コリスチンの適正使用に関する指針 改訂委員会
『コリスチンの適正使用に関する指針―改訂版―』
(英語名:Practical guide for appropriate use of colistin: update)

論文名

コリスチンの適正使用に関する指針―改訂版―(英語名:Practical guide for appropriate use of colistin: update)

委員会

コリスチンの適正使用に関する指針 改訂委員会

  • 委員長
    二木 芳人(昭和大学医学部内科学講座臨床感染症学部門)
  • 委員
    舘田 一博(東邦大学医学部微生物・感染症学講座)
    中嶋 一彦(兵庫医科大学病院感染制御部)
    藤村  茂(東北薬科大学大学院薬学研究科臨床感染症学教室)
    堀  誠治(東京慈恵会医科大学感染制御部)
    三鴨 廣繁(愛知医科大学大学院医学研究科臨床感染症学)
    栁原 克紀(長崎大学大学院医歯薬学総合研究科病態解析・診断学分野)
    山岸 由佳(愛知医科大学病院感染症科/感染制御部)
    吉田耕一郎(近畿大学医学部附属病院安全管理部感染対策室)
  • オブザーバー委員
    元山 英勝(グラクソ・スミスクライン株式会社医薬品開発部門)

コリスチンの適正使用に関する指針―改訂版―公表に際して

 注射用コリスチンメタンスルホン酸(以下コリスチン注射薬)は、かつてはわが国でも臨床使用されていた抗菌薬であるが、その後、他の抗菌薬の開発とともに安全性上の問題もあったため、使用頻度が減少しわが国では発売中止に追い込まれていた。

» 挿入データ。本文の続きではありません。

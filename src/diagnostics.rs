//! Diagnostic Parser: turns raw checker output into [`RawDiagnostic`] entries.
//!
//! The structured path reads `--outputjson` documents (and bare arrays of
//! diagnostic objects). When no structured document can be found, the
//! line-oriented `path:line:col - severity: message` form is tried instead.

use crate::error::{AnalysisError, AnalysisOutcome};
use crate::model::RawToolOutput;
use crate::runner;
use regex::Regex;
use serde_json::Value;
use std::sync::OnceLock;

/// One diagnostic as reported by the checker. Positions are 1-based; the
/// path and severity are still in the checker's own spelling.
#[derive(Debug, Clone, PartialEq, Eq)]
pub struct RawDiagnostic {
    pub path: String,
    pub line: u32,
    pub column: u32,
    pub end_line: Option<u32>,
    pub end_column: Option<u32>,
    pub severity: String,
    pub message: String,
    pub rule: Option<String>,
}

#[derive(Debug, Clone, Default, PartialEq, Eq)]
pub struct ParsedOutput {
    pub diagnostics: Vec<RawDiagnostic>,
    /// Structured entries skipped for missing or malformed required fields.
    pub dropped: usize,
    pub used_fallback: bool,
    pub truncated: bool,
    pub checker_version: Option<String>,
    pub files_analyzed: Option<usize>,
}

pub fn parse(raw: &RawToolOutput) -> AnalysisOutcome<ParsedOutput> {
    let stdout = raw.stdout_lossy();

    if let Some(mut parsed) = parse_structured(&stdout) {
        parsed.truncated = parsed.dropped > 0 || raw.timed_out;
        if parsed.dropped > 0 {
            tracing::warn!("dropped {} malformed diagnostic entries", parsed.dropped);
        }
        return Ok(parsed);
    }

    let diagnostics = parse_text(&stdout);
    // An empty result must come from a parsed document.
    if diagnostics.is_empty() {
        let message = if raw.timed_out {
            format!(
                "checker timed out after {}ms without usable output",
                raw.duration_ms
            )
        } else if stdout.trim().is_empty() {
            "checker produced no output".to_string()
        } else {
            "checker output could not be parsed as JSON or text diagnostics".to_string()
        };
        return Err(AnalysisError::Acquisition {
            message,
            timed_out: raw.timed_out,
            exit_code: raw.exit_code,
            stderr_tail: runner::stderr_tail(raw),
        });
    }

    tracing::debug!(
        "structured parse failed; recovered {} diagnostics from text",
        diagnostics.len()
    );
    Ok(ParsedOutput {
        diagnostics,
        dropped: 0,
        used_fallback: true,
        truncated: true,
        checker_version: None,
        files_analyzed: None,
    })
}

/// Parse a JSON document. `None` means the output is not structured at all.
pub fn parse_structured(text: &str) -> Option<ParsedOutput> {
    let root = parse_json_document(text)?;
    let (entries, summary_source) = match &root {
        Value::Object(map) => {
            let entries = map
                .get("generalDiagnostics")
                .or_else(|| map.get("diagnostics"))
                .and_then(|value| value.as_array())?;
            (entries, Some(map))
        }
        Value::Array(items) => (items, None),
        _ => return None,
    };

    let mut parsed = ParsedOutput::default();
    for entry in entries {
        match entry_from_json(entry) {
            Some(diagnostic) => parsed.diagnostics.push(diagnostic),
            None => parsed.dropped += 1,
        }
    }
    if let Some(map) = summary_source {
        parsed.checker_version = map
            .get("version")
            .and_then(|value| value.as_str())
            .map(|value| value.to_string());
        parsed.files_analyzed = map
            .get("summary")
            .and_then(|summary| summary.get("filesAnalyzed"))
            .and_then(|value| value.as_u64())
            .map(|value| value as usize);
    }
    Some(parsed)
}

fn parse_json_document(text: &str) -> Option<Value> {
    let trimmed = text.trim();
    if trimmed.is_empty() {
        return None;
    }
    if let Ok(value) = serde_json::from_str::<Value>(trimmed) {
        return Some(value);
    }
    // Some wrappers print a banner line before the document.
    let start = trimmed.find(['{', '['])?;
    if start == 0 {
        return None;
    }
    serde_json::from_str::<Value>(&trimmed[start..]).ok()
}

fn entry_from_json(entry: &Value) -> Option<RawDiagnostic> {
    let path = entry
        .get("file")
        .or_else(|| entry.get("path"))
        .or_else(|| entry.get("uri"))
        .and_then(|value| value.as_str())
        .map(str::trim)
        .filter(|value| !value.is_empty())?
        .to_string();
    let severity = severity_field(entry.get("severity")?)?;
    let message = entry
        .get("message")
        .and_then(|value| value.as_str())
        .filter(|value| !value.trim().is_empty())?
        .to_string();

    let (line, column, end_line, end_column) = match entry.get("range") {
        Some(range) => {
            let start = range.get("start")?;
            let line = zero_based(start.get("line")?)?;
            let column = zero_based(start.get("character")?)?;
            let end = range.get("end");
            let end_line = end.and_then(|end| end.get("line")).and_then(zero_based);
            let end_column = end
                .and_then(|end| end.get("character"))
                .and_then(zero_based);
            (line, column, end_line, end_column)
        }
        None => {
            let line = one_based(entry.get("line")?)?;
            let column = one_based(entry.get("column")?)?;
            let end_line = entry.get("endLine").and_then(one_based);
            let end_column = entry.get("endColumn").and_then(one_based);
            (line, column, end_line, end_column)
        }
    };

    let rule = entry
        .get("rule")
        .or_else(|| entry.get("code"))
        .and_then(|value| value.as_str())
        .map(str::trim)
        .filter(|value| !value.is_empty())
        .map(|value| value.to_string());

    Some(RawDiagnostic {
        path,
        line,
        column,
        end_line,
        end_column,
        severity,
        message,
        rule,
    })
}

fn severity_field(value: &Value) -> Option<String> {
    if let Some(text) = value.as_str() {
        let trimmed = text.trim();
        return (!trimmed.is_empty()).then(|| trimmed.to_string());
    }
    // LSP-style numeric severities.
    let name = match value.as_u64()? {
        1 => "error",
        2 => "warning",
        3 => "information",
        4 => "hint",
        _ => return None,
    };
    Some(name.to_string())
}

fn zero_based(value: &Value) -> Option<u32> {
    let raw = value.as_u64()?;
    u32::try_from(raw).ok()?.checked_add(1)
}

fn one_based(value: &Value) -> Option<u32> {
    let raw = value.as_u64()?;
    u32::try_from(raw).ok().filter(|value| *value >= 1)
}

fn line_pattern() -> Option<&'static Regex> {
    static LINE: OnceLock<Option<Regex>> = OnceLock::new();
    LINE.get_or_init(|| {
        Regex::new(
            r"^\s*(?P<path>.+?):(?P<line>\d+):(?P<col>\d+)\s*(?:-|:)\s*(?P<sev>[A-Za-z]+)\s*:\s*(?P<msg>.+?)\s*$",
        )
        .ok()
    })
    .as_ref()
}

fn rule_suffix() -> Option<&'static Regex> {
    static RULE: OnceLock<Option<Regex>> = OnceLock::new();
    RULE.get_or_init(|| Regex::new(r"\s*\((?P<rule>report[A-Za-z]+)\)$").ok())
        .as_ref()
}

/// Extract diagnostics from line-oriented text output. Indented lines
/// following a diagnostic continue its message.
pub fn parse_text(text: &str) -> Vec<RawDiagnostic> {
    let Some(pattern) = line_pattern() else {
        return Vec::new();
    };
    let mut out: Vec<RawDiagnostic> = Vec::new();
    let mut last_matched = false;
    for line in text.lines() {
        if let Some(caps) = pattern.captures(line) {
            let (Some(line_no), Some(column)) = (
                caps["line"].parse::<u32>().ok().filter(|value| *value >= 1),
                caps["col"].parse::<u32>().ok().filter(|value| *value >= 1),
            ) else {
                last_matched = false;
                continue;
            };
            let mut message = caps["msg"].to_string();
            let mut rule = None;
            if let Some(suffix) = rule_suffix().and_then(|re| re.captures(&message)) {
                rule = Some(suffix["rule"].to_string());
                let cut = suffix.get(0).map(|m| m.start()).unwrap_or(message.len());
                message.truncate(cut);
            }
            out.push(RawDiagnostic {
                path: caps["path"].trim().to_string(),
                line: line_no,
                column,
                end_line: None,
                end_column: None,
                severity: caps["sev"].to_string(),
                message,
                rule,
            });
            last_matched = true;
        } else if last_matched && line.starts_with("    ") && !line.trim().is_empty() {
            if let Some(previous) = out.last_mut() {
                previous.message.push('\n');
                previous.message.push_str(line.trim());
            }
        } else {
            last_matched = false;
        }
    }
    out
}

#[cfg(test)]
mod tests {
    use super::*;

    fn raw(stdout: &str, stderr: &str, exit_code: Option<i32>) -> RawToolOutput {
        RawToolOutput {
            stdout: stdout.as_bytes().to_vec(),
            stderr: stderr.as_bytes().to_vec(),
            exit_code,
            timed_out: false,
            duration_ms: 5,
        }
    }

    #[test]
    fn structured_entries_become_one_based() {
        let json = r#"{
            "version": "1.1.405",
            "generalDiagnostics": [{
                "file": "/repo/pkg/a.py",
                "severity": "error",
                "message": "\"x\" is not defined",
                "range": {"start": {"line": 9, "character": 4}, "end": {"line": 9, "character": 5}},
                "rule": "reportUndefinedVariable"
            }],
            "summary": {"filesAnalyzed": 1, "errorCount": 1}
        }"#;
        let parsed = parse(&raw(json, "", Some(1))).unwrap();
        assert!(!parsed.truncated);
        assert!(!parsed.used_fallback);
        assert_eq!(parsed.checker_version.as_deref(), Some("1.1.405"));
        assert_eq!(parsed.files_analyzed, Some(1));
        let diag = &parsed.diagnostics[0];
        assert_eq!((diag.line, diag.column), (10, 5));
        assert_eq!((diag.end_line, diag.end_column), (Some(10), Some(6)));
        assert_eq!(diag.rule.as_deref(), Some("reportUndefinedVariable"));
    }

    #[test]
    fn entries_missing_required_fields_are_dropped() {
        let json = r#"{"generalDiagnostics": [
            {"file": "/r/a.py", "severity": "error", "message": "ok",
             "range": {"start": {"line": 0, "character": 0}}},
            {"file": "/r/a.py", "severity": "error",
             "range": {"start": {"line": 0, "character": 0}}},
            {"file": "", "severity": "warning", "message": "no file",
             "range": {"start": {"line": 1, "character": 0}}},
            {"file": "/r/b.py", "severity": "warning", "message": "bad line",
             "range": {"start": {"line": -1, "character": 0}}}
        ]}"#;
        let parsed = parse(&raw(json, "", Some(1))).unwrap();
        assert_eq!(parsed.diagnostics.len(), 1);
        assert_eq!(parsed.dropped, 3);
        assert!(parsed.truncated);
    }

    #[test]
    fn flat_array_shape_is_accepted() {
        let json = r#"[{"path": "a.py", "line": 3, "column": 2, "severity": 2, "message": "w", "code": "W1"}]"#;
        let parsed = parse(&raw(json, "", Some(0))).unwrap();
        let diag = &parsed.diagnostics[0];
        assert_eq!((diag.line, diag.column), (3, 2));
        assert_eq!(diag.severity, "warning");
        assert_eq!(diag.rule.as_deref(), Some("W1"));
    }

    #[test]
    fn banner_before_json_is_skipped() {
        let text = "WARNING: there is a new pyright version available\n{\"generalDiagnostics\": []}";
        let parsed = parse(&raw(text, "", Some(0))).unwrap();
        assert!(parsed.diagnostics.is_empty());
        assert!(!parsed.truncated);
    }

    #[test]
    fn text_fallback_extracts_rule_and_continuations() {
        let text = "/repo/a.py\n  /repo/a.py:10:5 - error: \"x\" is not defined (reportUndefinedVariable)\n  /repo/a.py:12:1 - warning: Import could not be resolved\n    Stub file not found\n1 error, 1 warning, 0 informations\n";
        let parsed = parse(&raw(text, "", Some(1))).unwrap();
        assert!(parsed.used_fallback);
        assert!(parsed.truncated);
        assert_eq!(parsed.diagnostics.len(), 2);
        let first = &parsed.diagnostics[0];
        assert_eq!(first.message, "\"x\" is not defined");
        assert_eq!(first.rule.as_deref(), Some("reportUndefinedVariable"));
        assert_eq!(
            parsed.diagnostics[1].message,
            "Import could not be resolved\nStub file not found"
        );
    }

    #[test]
    fn truncated_json_with_stderr_is_acquisition_error() {
        let text = "{\"generalDiagnostics\": [{\"file\": \"/r/a.py\", \"sev";
        let err = parse(&raw(text, "Killed", None)).unwrap_err();
        assert!(matches!(err, AnalysisError::Acquisition { .. }));
    }

    #[test]
    fn empty_output_is_never_a_clean_result() {
        let err = parse(&raw("", "", Some(0))).unwrap_err();
        assert!(matches!(err, AnalysisError::Acquisition { .. }));
    }

    #[test]
    fn unparseable_stdout_without_stderr_is_acquisition_error() {
        let err = parse(&raw(
            "Segmentation fault in analyzer, output lost",
            "",
            Some(0),
        ))
        .unwrap_err();
        let AnalysisError::Acquisition {
            message, exit_code, ..
        } = err
        else {
            panic!("expected acquisition error");
        };
        assert!(message.contains("could not be parsed"));
        assert_eq!(exit_code, Some(0));
    }
}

しかし、海外では継続して臨床使用がなされており、特に昨今では他の抗菌薬で効果の期待できない多剤耐性菌感染症の治療薬などとして、広く臨床使用が行われている。わが国でも、この多剤耐性菌感染症は近年臨床的な問題となっており、同時に効果的な治療薬のないことが大きな懸案事項であった。コリスチン注射薬については、未承認薬として、個人輸入で入手し使用されるような症例もあったが、このような使用に際しては、経済的な問題に加え、適正な使用法の情報不足、耐性化あるいは安全性の保証など多くの問題が生じる可能性が危惧されてきた。日本化学療法学会では、これらの問題への取り組みの一環として、未承認薬検討委員会のなかにコリスチン検討部会を立ち上げ、その承認の可能性を模索すると同時に、未承認薬として国内で使用される状況も勘案して「コリスチンの適正使用に関する指針」を作成し、2012年4月に公表した。
 コリスチン注射薬については、厚生労働省など規制当局もその必要性を認め、開発企業の公募を行ったところ、グラクソ・スミスクライン株式会社がこれに呼応し、わが国での再承認に向けての再開発が2009年から進められていた。日本人ボランティアを用いての第I相臨床試験が実施されるなど、当初は2010年中にも再承認に向けての申請が行えるかと思われていたが、諸事情によって開発に手間取り、ようやく2015年3月に承認を得て、再発売されることとなった。「コリスチンの適正使用に関する指針」についても2012年4月の初版の公表から3年を経過し、新しい基礎的研究成果や臨床成績の報告もあり、その内容を改めて調整する必要があると考えられ、今回、コリスチン注射薬の発売に合わせて改訂版の作成を行った。初版と同様、使用経験者のご意見を幅広く頂戴し、パブリックコメントも募集し、それらを反映したうえで完成させたものである。コリスチン注射薬の効果的で安全な使用を行っていただくうえで、本指針が役立つものとなることを委員会委員の全員が願っている。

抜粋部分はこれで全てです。